My advice when deciding to change your career
If you're unhappy in your current job and thinking about changing role or career path, here are 7 tips to get you started
This is an opinion of a young person and does not necessarily reflect the opinion of SpunOut.ie. It is one person's experience and may be different for you. If you'd like to write something for SpunOut.ie please contact email@example.com.
I knew I had to make a career change when I came home from work in the evenings shattered and dreading going back the next morning. It was the feeling social media described as ‘the Sunday night fear’- but this was mid-week. At my family and friends' advice, I had previously tried to improve my situation by moving to different work places and to different roles within my sector but to no avail.
I was unhappy at work and most days brought that unhappiness home with me. I couldn't imagine staying in my current work role until retirement. I knew I needed a career change but I had no idea what career category to change to or how to go about doing it. I found myself taking the following steps to kickstart my search and guide me to a career I enjoyed and was passionate about!
1. Clues from childhood
This one may seem obvious. It’s the answer to that age old question ‘what do you want to be when you grow up’. It’s the occupation you dressed up as and childhood role played as. Did you want to become a policewoman, a nurse, a teacher or perhaps something more out there, maybe you wanted to be an astronaut? Whatever your wildest dreams, think back and take note. Ask yourself if you’re in a similar role now.
2. Personality type
If you hadn’t a childhood dream, like me, there are plenty of online websites that can give you a deeper insight into who you’ve grown up to be. One such website I found to be very helpful is 16personalities.com. This website takes you through a series of questions to reveal what personality type best fits you. This, in turn, can generate which careers would best challenge the personality traits you possess. Along with doing this, I asked my parents and siblings, my boyfriend and my closest friends for their opinion on what career they thought I would excel at and enjoy.
3. Research roles
There are so many careers that are often not considered when thinking about what to do after school. Qualifax.ie, careersportal.ie and gradireland.ie are examples of websites that offered me further insight into types of work I had never heard of. These websites can also suggest courses you can enrol in to qualify for such posts. Job recruitment agencies are another free and easy way to match your qualifications and skills to a job near you. Job advertising websites such as indeed.ie, jobs.ie and irishjobs.ie allow you to search current job markets.
4. To stay or to go
I asked myself if a career change would be worth the risk? I weighed up my options. I began by writing down the pros and cons of my current role. I tapped into why I considered leaving in the first place. My advice to everyone is; if you are unhappy in a workplace, the healthiest option for you, and the people around you, might be to move on. Take a look in your current sector for alternative opportunities of employment. A complete change of career may not appeal to you but a change of role in your field may lead to the happiness and fulfilment you desire. If you already know you would like to leave your current career in search of an alternative one, then these next steps are for you.
5. Careers Advisor
This can be an expensive step and one you can ignore if you’re willing to put in the time to research. Working with a career advisor can be really valuable. With these sessions you’re looking for value for your money here, so do attend prepared with some ideas of what career you may or may not like to pursue and reasons why. If you choose to make an appointment, expect to go through a short test on arrival. This test should result in a few suggested career paths based on your strengths. My strengths, for instance, were creativity, administration and linguistics which best match career categories of finance, computer science, media, law enforcement, and the arts. The career advisor should then be able to offer a range of entry routes into a new found career, point you in the right direction for your research and answer any questions you may have.
6. Plan ahead
Career change books can be purchased online to help you with your decision to move, build your perfect CV and to help create an achievable career action plan. I preferred the workbook style book. These often prompted me to write about and think about aspects of a new career e.g. preferred salary and financial reward bonuses, level of responsibility, lifestyle factors, working style and conditions. They also help to highlight your strengths and weaknesses as a prospective employee. Along with this, they can help you to understand your current career situation, how you got there, realise potential work opportunities and reach your full potential through self-promotion and realistic goal setting.
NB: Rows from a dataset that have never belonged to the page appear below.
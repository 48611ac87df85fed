use std::path::Path;

use notepad_core::db::SlotRepository;
use notepad_core::reminder::NotificationCenter;
use notepad_core::{Note, Notebook};

use crate::commands::common::resolve_note;
use crate::error::CliError;

pub async fn run_image_add<S, N>(
    notebook: &mut Notebook<S, N>,
    id: &str,
    path: &Path,
    description: &str,
) -> Result<Note, CliError>
where
    S: SlotRepository,
    N: NotificationCenter,
{
    let note_id = resolve_note(id, notebook)?;
    let data = std::fs::read(path)?;
    tracing::debug!("Attaching {} ({} bytes)", path.display(), data.len());

    let note = notebook
        .update_note(&note_id, |note| note.add_image(data, description.trim()))
        .await?;

    println!("{} has {} image(s)", note.id, note.images.len());
    Ok(note)
}

pub async fn run_image_remove<S, N>(
    notebook: &mut Notebook<S, N>,
    id: &str,
    index: usize,
) -> Result<Note, CliError>
where
    S: SlotRepository,
    N: NotificationCenter,
{
    let note_id = resolve_note(id, notebook)?;
    let image_count = notebook.note(&note_id).map_or(0, |note| note.images.len());
    if index >= image_count {
        return Err(CliError::ImageIndexOutOfRange(index));
    }

    let note = notebook
        .update_note(&note_id, |note| note.remove_image(index))
        .await?;

    println!("{} has {} image(s)", note.id, note.images.len());
    Ok(note)
}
7. Commit to your new plan
This can be the most difficult and lengthy step in a career change. Committing to a new career path can be intimidating as you may not know the new field or you may wonder what others will think of you. I definitely had guilty thoughts, fearing I had wasted time and waster the money of people who had helped support me to this point in my working life. Equally, I knew a change in my career direction would not happen overnight and that I may require further support from my friends and family. In an attempt to be more independent this time round, it can be beneficial to work your current job a little while longer than hoped if it means you are able to fund the transition between jobs and reaching the job you want in the long run.
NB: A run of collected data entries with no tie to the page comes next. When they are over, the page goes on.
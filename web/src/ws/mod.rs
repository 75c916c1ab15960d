//! WebSocket transport for the fan-out core.
//!
//! `handler` accepts upgrades and pumps inbound frames into the manager;
//! `transport` is what the dispatcher writes outbound frames through.

pub mod handler;
pub mod transport;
It is important to remember, in moments of doubt, that to do nothing with your current work situation is a decision in itself. In my opinion, working takes up so many months and years of our adult lives, it’s a pity to remain unhappy in a role. While the above steps helped me, your journey may be different, but I’d like to think you can use this article as motivation to start thinking about what you want. Make ‘short term pain for long term gain’ your motto. Start by taking one small step a day toward your new career and keep focused on your goal.